Burned out employees declining, but numbers remain high

Survey respondents tell businesses how they can address the problem

Burned out employees declining, but numbers remain high

Despite figures being on a downward trend, nearly half of employees across the United States say they’re still suffering from burnout, according to a new report. Findings from Eagle Hill Consulting's survey revealed that 46% are “burning out” in their current roles, with younger workers (51%) and women (48%) reporting higher levels of tension. 

The latest data indicates a slight drop from the 49% recorded in August 2022, and much lower than the 58% reported in August 2020, according to the report.

Still, that’s no reason for employers to become complacent in addressing employee burnout, according to Melissa Jezior, president and chief executive officer of Eagle Hill Consulting.

"Nearly half of the workforce reports burnout, and that is far too high for organizations that seek optimal performance and retention of their top talent," Jezior said in a media release.

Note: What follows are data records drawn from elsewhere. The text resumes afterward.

mod commands;
mod output;

use clap::{Parser, Subcommand};
use cmccloud_api::{ApiConfig, CmcClient, DEFAULT_API_URL};
use cmccloud_task::{CancellationToken, TimingProfile};
use colored::Colorize;
use std::time::Duration;
use tracing_subscriber::EnvFilter;

#[derive(Parser)]
#[command(name = "cmc")]
#[command(about = "Manage CMC Cloud resources and wait for their tasks", long_about = None)]
struct Cli {
    /// API key
    #[arg(long, env = "CMC_API_KEY", hide_env_values = true, global = true)]
    api_key: Option<String>,

    /// API base URL
    #[arg(long, env = "CMC_API_URL", default_value = DEFAULT_API_URL, global = true)]
    api_url: String,

    /// Per-request HTTP timeout in seconds
    #[arg(long, env = "CMC_REQUEST_TIMEOUT_SECS", default_value_t = 30, global = true)]
    request_timeout: u64,

    /// Log at debug level (RUST_LOG takes precedence)
    #[arg(short, long, global = true)]
    verbose: bool,

    #[command(subcommand)]
    command: Commands,
}

#[derive(Subcommand)]
enum Commands {
    /// Show version information
    Version,
    /// Inspect and wait for tasks
    #[command(subcommand)]
    Task(TaskCommands),
    /// Server operations
    #[command(subcommand)]
    Server(ServerCommands),
    /// Volume operations
    #[command(subcommand)]
    Volume(VolumeCommands),
    /// VPC firewall operations
    #[command(subcommand)]
    FirewallVpc(FirewallVpcCommands),
    /// Server image templates
    #[command(subcommand)]
    Image(ImageCommands),
}

#[derive(Subcommand)]
pub enum TaskCommands {
    /// Show the current status of a task
    Info { id: String },
    /// Wait for a task to finish
    Wait {
        id: String,
        /// Timing profile (short, medium, long, super-long, half-day, one-day)
        #[arg(short, long, default_value = "long")]
        profile: TimingProfile,
    },
}

#[derive(Subcommand)]
pub enum ServerCommands {
    /// Show server details
    Info { id: String },
    /// Start a server and wait until it is running
    Start {
        id: String,
        /// Timing profile (short, medium, long, super-long, half-day, one-day)
        #[arg(short, long)]
        profile: Option<TimingProfile>,
    },
    /// Stop a server and wait until it is stopped
    Stop {
        id: String,
        /// Timing profile (short, medium, long, super-long, half-day, one-day)
        #[arg(short, long)]
        profile: Option<TimingProfile>,
    },
    /// Restart a server
    Restart {
        id: String,
        /// Timing profile (short, medium, long, super-long, half-day, one-day)
        #[arg(short, long)]
        profile: Option<TimingProfile>,
    },
    /// Delete a server
    Delete {
        id: String,
        /// Timing profile (short, medium, long, super-long, half-day, one-day)
        #[arg(short, long)]
        profile: Option<TimingProfile>,
    },
    /// Resize a server (billable)
    Resize {
        id: String,
        #[arg(long)]
        cpu: u32,
        /// RAM in GB
        #[arg(long)]
        ram: u32,
        /// Root disk in GB
        #[arg(long)]
        disk: u32,
        #[arg(long, default_value_t = 0)]
        gpu: u32,
        /// Timing profile (short, medium, long, super-long, half-day, one-day)
        #[arg(short, long)]
        profile: Option<TimingProfile>,
    },
    /// Take a snapshot of a server (billable)
    Snapshot {
        id: String,
        /// Snapshot name
        #[arg(short, long)]
        name: String,
        /// Timing profile (short, medium, long, super-long, half-day, one-day)
        #[arg(short, long)]
        profile: Option<TimingProfile>,
    },
    /// Print the web console URL
    Console { id: String },
}

#[derive(Subcommand)]
pub enum VolumeCommands {
    /// Show volume details
    Info { id: String },
    /// Delete a volume
    Delete {
        id: String,
        /// Timing profile (short, medium, long, super-long, half-day, one-day)
        #[arg(short, long)]
        profile: Option<TimingProfile>,
    },
    /// Grow a volume (billable)
    Resize {
        id: String,
        /// New size in GB
        #[arg(long)]
        size: u32,
        /// Timing profile (short, medium, long, super-long, half-day, one-day)
        #[arg(short, long)]
        profile: Option<TimingProfile>,
    },
}

#[derive(Subcommand)]
pub enum FirewallVpcCommands {
    /// List the rules of a VPC firewall
    Rules { id: String },
    /// Delete every rule of a VPC firewall
    ClearRules {
        id: String,
        /// Timing profile (short, medium, long, super-long, half-day, one-day)
        #[arg(short, long)]
        profile: Option<TimingProfile>,
    },
}

#[derive(Subcommand)]
pub enum ImageCommands {
    /// List server templates
    List,
}

impl Cli {
    fn api_config(&self) -> anyhow::Result<ApiConfig> {
        let api_key = self.api_key.clone().ok_or_else(|| {
            anyhow::anyhow!("API key is required: pass --api-key or set CMC_API_KEY")
        })?;
        Ok(ApiConfig::new(api_key)
            .with_base_url(&self.api_url)
            .with_request_timeout(Duration::from_secs(self.request_timeout)))
    }
}

fn init_tracing(verbose: bool) {
    let default_level = if verbose { "debug" } else { "warn" };
    let filter =
        EnvFilter::try_from_default_env().unwrap_or_else(|_| EnvFilter::new(default_level));
    tracing_subscriber::fmt()
        .with_env_filter(filter)
        .with_writer(std::io::stderr)
        .init();
}

#[tokio::main]
async fn main() -> anyhow::Result<()> {
    let cli = Cli::parse();
    init_tracing(cli.verbose);

    // Version needs no API key
    if matches!(cli.command, Commands::Version) {
        println!("cmc {}", env!("CARGO_PKG_VERSION"));
        return Ok(());
    }

    let cancel = CancellationToken::new();
    let ctrl_c = cancel.clone();
    tokio::spawn(async move {
        if tokio::signal::ctrl_c().await.is_ok() {
            eprintln!("{}", "Interrupted, abandoning wait...".yellow());
            ctrl_c.cancel();
        }
    });

    let config = cli.api_config()?;
    tracing::debug!(api_url = %config.base_url, "Using API endpoint");
    let client = CmcClient::new(config)?.with_cancellation(cancel);

    match cli.command {
        Commands::Task(cmd) => commands::task::handle(&client, cmd).await?,
        Commands::Server(cmd) => commands::server::handle(&client, cmd).await?,
        Commands::Volume(cmd) => commands::volume::handle(&client, cmd).await?,
        Commands::FirewallVpc(cmd) => commands::firewall_vpc::handle(&client, cmd).await?,
        Commands::Image(cmd) => commands::image::handle(&client, cmd).await?,
        Commands::Version => {
            unreachable!("Version is handled before the client is built");
        }
    }

    Ok(())
}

Jezior warned that tired and stressed employees could end up looking for another job, data backed up by the study which found that 30% are planning to switch employers in the next 12 months.

Top causes of burnout

When asked what their reasons are for being burned out, the respondents cited the following factors:

  • Workload (53%)
  • Staff shortages (44%)
  • Juggling personal and professional lives (41%)
  • Lack of communication and support (39%)
  • Time pressure (38%)

Employers should also recognise that recent layoff announcements could "trigger an uptick in burnout," according to Jezior.

"We know that staffing shortages have been a major source of worker burnout. In fact, we asked employees how staff shortages impact their workload, and 83% of workers said it's covering the workload for un-filled positions," she said.

Other effects of staff shortages on workloads include helping others learn their jobs (37%), training new hires (39%), and recruiting and interviewing new hires (28%).

What can employers do?

To address the problem of burnout, having more control on time emerged as the common theme among the top answers of the respondents, which included:

  • Four-day work week (71%)
  • Increased flexibility (66%)
  • Decreased workload (65%)
  • Better health and wellness benefits (60%)
  • Working from home (58%)
  • Reduced administrative burdens (55%)
  • More on-site amenities (51%)
  • Ability to relocate or work from multiple locations (41%)

"It's critically important for employers to dig in to understand exactly what is causing burnout among their workers to properly diagnose and address the problem. Our research shows that workers are comfortable talking about burnout, and those conversations are essential," Jezior said.